Перед ним, на одно мгновенье, промелькнули два образа, образа, полные юных, светлых сил и безвременно исчезнувшие в могиле. Оба, он и она, так странно, как-то фантастически любили друг друга. Он был какой-то восторженный мистик, фанатик, красавец собой, рослый, статный, с южным колоритом, с большими черными, страстными глазами. Он увлекал многих своими проповедями в какую-то маленькую, темную секту фотозофов и секта быстро разрасталась, и точно также быстро рухнула с его смертью. Он умер вскоре после жены, маленького, худенького существа, которое умело только любить, плакать и молиться. Мистер Драйлинг считал ее ангелом хранителем его жизни, и когда она умерла, от быстрой скоротечной болезни, вскоре после родов Дженн, – он не возлюбил этого ребенка. Он мучился, положительно мучился целый год, безумствовал, совершал небывалые, неслыханные поступки. Секта верила в него, как в пророка, и вдруг, в один вечер, его нашли мертвым в его собственном саду, в кустах над речкой. Говорили, что он отравился, другие утверждали, что его отравили. Но темное дело осталось темным!

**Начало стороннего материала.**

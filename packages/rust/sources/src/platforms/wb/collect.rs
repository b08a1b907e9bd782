use std::collections::HashMap;

use serde_json::Value;
use tracing::{debug, info};

use sellerreport_shared::{RawRow, ReportError, ReportPeriod, Result};

use crate::fetcher::PacedFetcher;

/// Fields shared by every event of one item, captured from its first event.
const COMMON_KEYS: [&str; 3] = ["nm_id", "barcode", "sa_name"];

/// Fields kept from each event under the item's `reports` list.
const EVENT_KEYS: [&str; 7] = [
    "realizationreport_id",
    "order_dt",
    "sale_dt",
    "supplier_reward",
    "supplier_oper_name",
    "quantity",
    "delivery_rub",
];

/// Walk the paginated statistics endpoint until it returns an empty page.
pub(super) async fn fetch_events(
    fetcher: &PacedFetcher,
    stats_url: &str,
    api_key: &str,
    page_limit: u32,
    period: &ReportPeriod,
) -> Result<Vec<RawRow>> {
    let (date_from, date_to) = period.as_datetimes();
    let mut cursor: u64 = 0;
    let mut events = Vec::new();
    let mut pages = 0usize;

    loop {
        let query = [
            ("key", api_key.to_string()),
            ("limit", page_limit.to_string()),
            ("rrdid", cursor.to_string()),
            ("dateFrom", date_from.clone()),
            ("dateTo", date_to.clone()),
        ];
        let page = match fetcher.get_json(stats_url, &query).await? {
            Value::Null => Vec::new(),
            Value::Array(items) => items,
            other => {
                return Err(ReportError::parse(format!(
                    "statistics page is not an array: {}",
                    type_name(&other)
                )));
            }
        };
        pages += 1;
        if page.is_empty() {
            break;
        }

        let mut next = cursor;
        for item in page {
            let Value::Object(event) = item else {
                return Err(ReportError::parse("statistics event is not an object"));
            };
            let rrd_id = event
                .get("rrd_id")
                .and_then(Value::as_u64)
                .ok_or_else(|| ReportError::parse("statistics event has no numeric rrd_id"))?;
            next = next.max(rrd_id);
            events.push(event);
        }
        if next <= cursor {
            return Err(ReportError::parse(format!(
                "pagination cursor did not advance past rrd_id {cursor}"
            )));
        }
        debug!(page = pages, cursor = next, events = events.len(), "statistics page received");
        cursor = next;
    }

    info!(pages, events = events.len(), "statistics collected");
    Ok(events)
}

/// Group events by item in first-appearance order.
pub(super) fn merge_events(events: Vec<RawRow>) -> Result<Vec<RawRow>> {
    let mut rows: Vec<RawRow> = Vec::new();
    let mut index: HashMap<String, usize> = HashMap::new();

    for event in events {
        let nm_id = require(&event, "nm_id")?;
        let key = nm_id.to_string();
        let slot = match index.get(&key) {
            Some(&slot) => slot,
            None => {
                let mut row = RawRow::new();
                for field in COMMON_KEYS {
                    row.insert(field.into(), require(&event, field)?.clone());
                }
                row.insert("reports".into(), Value::Array(Vec::new()));
                rows.push(row);
                index.insert(key, rows.len() - 1);
                rows.len() - 1
            }
        };

        let mut report = RawRow::new();
        for field in EVENT_KEYS {
            report.insert(field.into(), require(&event, field)?.clone());
        }
        if let Some(Value::Array(reports)) = rows[slot].get_mut("reports") {
            reports.push(Value::Object(report));
        }
    }
    Ok(rows)
}

fn require<'a>(event: &'a RawRow, field: &str) -> Result<&'a Value> {
    event.get(field).ok_or_else(|| {
        let rrd_id = event.get("rrd_id").cloned().unwrap_or(Value::Null);
        ReportError::parse(format!("statistics event {rrd_id} has no '{field}'"))
    })
}

fn type_name(value: &Value) -> &'static str {
    match value {
        Value::Null => "null",
        Value::Bool(_) => "bool",
        Value::Number(_) => "number",
        Value::String(_) => "string",
        Value::Array(_) => "array",
        Value::Object(_) => "object",
    }
}

#[cfg(test)]
mod tests {
    use super::*;
    use serde_json::json;

    fn event(v: Value) -> RawRow {
        v.as_object().cloned().unwrap()
    }

    fn full_event(rrd_id: u64, nm_id: u64, rid: u64) -> RawRow {
        event(json!({
            "rrd_id": rrd_id,
            "nm_id": nm_id,
            "barcode": "b",
            "sa_name": "s",
            "realizationreport_id": rid,
            "order_dt": "2024-01-01",
            "sale_dt": "2024-01-02",
            "supplier_reward": 10,
            "supplier_oper_name": "Продажа",
            "quantity": 1,
            "delivery_rub": 0,
            "unrelated": "dropped",
        }))
    }

    #[test]
    fn events_group_by_item_in_first_seen_order() {
        let rows = merge_events(vec![
            full_event(1, 5, 100),
            full_event(2, 3, 100),
            full_event(3, 5, 101),
        ])
        .unwrap();
        assert_eq!(rows.len(), 2);
        assert_eq!(rows[0]["nm_id"], json!(5));
        assert_eq!(rows[1]["nm_id"], json!(3));

        let reports = rows[0]["reports"].as_array().unwrap();
        assert_eq!(reports.len(), 2);
        assert_eq!(reports[1]["realizationreport_id"], json!(101));
        assert!(reports[0].get("unrelated").is_none());
        assert!(reports[0].get("rrd_id").is_none());
    }

    #[test]
    fn missing_event_field_is_parse_error() {
        let mut broken = full_event(1, 5, 100);
        broken.remove("delivery_rub");
        let err = merge_events(vec![broken]).unwrap_err();
        assert!(matches!(err, ReportError::Parse { .. }));
        assert!(err.to_string().contains("delivery_rub"));
    }

    #[test]
    fn missing_common_field_is_parse_error() {
        let mut broken = full_event(1, 5, 100);
        broken.remove("barcode");
        let err = merge_events(vec![broken]).unwrap_err();
        assert!(err.to_string().contains("barcode"));
    }
}
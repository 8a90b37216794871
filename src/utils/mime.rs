//! Content-Type lookup for files served by the preview server.

use std::path::Path;

pub const HTML: &str = "text/html; charset=utf-8";
pub const OCTET_STREAM: &str = "application/octet-stream";
pub const PLAIN: &str = "text/plain; charset=utf-8";

/// Guess the Content-Type header value from a file extension.
pub fn from_path(path: &Path) -> &'static str {
    let ext = path
        .extension()
        .and_then(|e| e.to_str())
        .map(str::to_ascii_lowercase);

    match ext.as_deref() {
        Some("html" | "htm") => HTML,
        Some("css") => "text/css; charset=utf-8",
        Some("js" | "mjs") => "text/javascript; charset=utf-8",
        Some("json" | "map") => "application/json",
        Some("xml") => "application/xml",
        Some("txt") => PLAIN,
        Some("wasm") => "application/wasm",
        Some("svg") => "image/svg+xml",
        Some("png") => "image/png",
        Some("jpg" | "jpeg") => "image/jpeg",
        Some("gif") => "image/gif",
        Some("webp") => "image/webp",
        Some("ico") => "image/x-icon",
        Some("bmp") => "image/bmp",
        Some("tif" | "tiff") => "image/tiff",
        Some("woff") => "font/woff",
        Some("woff2") => "font/woff2",
        Some("webmanifest") => "application/manifest+json",
        _ => OCTET_STREAM,
    }
}

#[cfg(test)]
mod tests {
    use super::*;

    #[test]
    fn test_from_path() {
        assert_eq!(from_path(Path::new("index.html")), HTML);
        assert_eq!(from_path(Path::new("pkg/converter_bg.wasm")), "application/wasm");
        assert_eq!(from_path(Path::new("assets/app-0123456789.JS")), "text/javascript; charset=utf-8");
        assert_eq!(from_path(Path::new("sitemap.xml")), "application/xml");
        assert_eq!(from_path(Path::new("LICENSE")), OCTET_STREAM);
    }
}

Мисс Драйлинг взяла к себе ребенка, дочь её брата, маленькую Дженн, и воспитала ее с такой заботливостью, с такой нежной любовью, с какой редкая мать воспитывает её собственную дочь.

– Ах, вы не можете представить, дорогой мой мистер Артингсон, – говорила мисс Драйлинг, складывая руки, – вы не можете себе представить, как я люблю ее! И она стоит этой любви, это чудная девушка, добрая, умная и талантливая; но она… она… голос ее задрожал. – Она немного расстроена здесь, – и мисс Драйлинг показала на свою голову, помахала рукой около своего лба и голос её порвался. И снова слезы побежали из её покрасневших глаз.

– Неужели это неизлечимо? – вскричал Артингсон с таким теплым участием.

Мисс Драйлинг покачала головой и начала шопотом, быстрым, отрывочным, наклонясь к Артингсону:

– Она была в той секте, в той ужасной секте «просвещенных»!.. Ведь вы знаете, это какие-то бешеные, поврежденные… И она проповедовала там на митингах, на их безобразных митингах!.. И сколько мне стоило труда. Ах! сколько стоило труда мне, мой дорогой друг, возвратить эту бедную овцу снова в мой дом!

– Но почему же вы думаете, что она помешана? – спросил довольно резко мистер Артингсон, хотя и мягким, задушевным шопотом.

– О! – вскричала мисс Драйлинг и начала так быстро вертеть своей головой, как будто в этом верченьи и были все самые неопровержимые убеждения и доказательства. – У ней грезы, галлюцинации, – прошептала она так таинственно, что Артингсон только по движению её губ мог догадаться, что такое она сказала.

– Но почему же вы думаете?.. – снова спросил он.

– Ах! мистер Артингсон, – перебила его мисс Драйлинг, снова переходя в восторженное состояние, – но если бы вы знали, какая эта добрая, добрая чудная девушка!

И вдруг мисс Драйлинг оглянулась и замолкла.

Позади неё стояла она сама, эта добрая, добрая, чудная девушка.

Мистер Артингсон подошел к ней и протянул ей руку. Он прямо, доверчиво смотрел на это лицо и невольно дивился– не красоте его, хотя красота была действительно поражающая, – он дивился перемене этого лица. Он искал в нем то страстное, гордое, торжествующее выражение, которое так сильно взволновало его вчера, и не находил.

Перед ним стояла красивая девушка, с такими ласковыми, доверчивыми глазами, с такой милой улыбкой и так просто от души пожала она его руку и смотрела на него с невинной детской лаской…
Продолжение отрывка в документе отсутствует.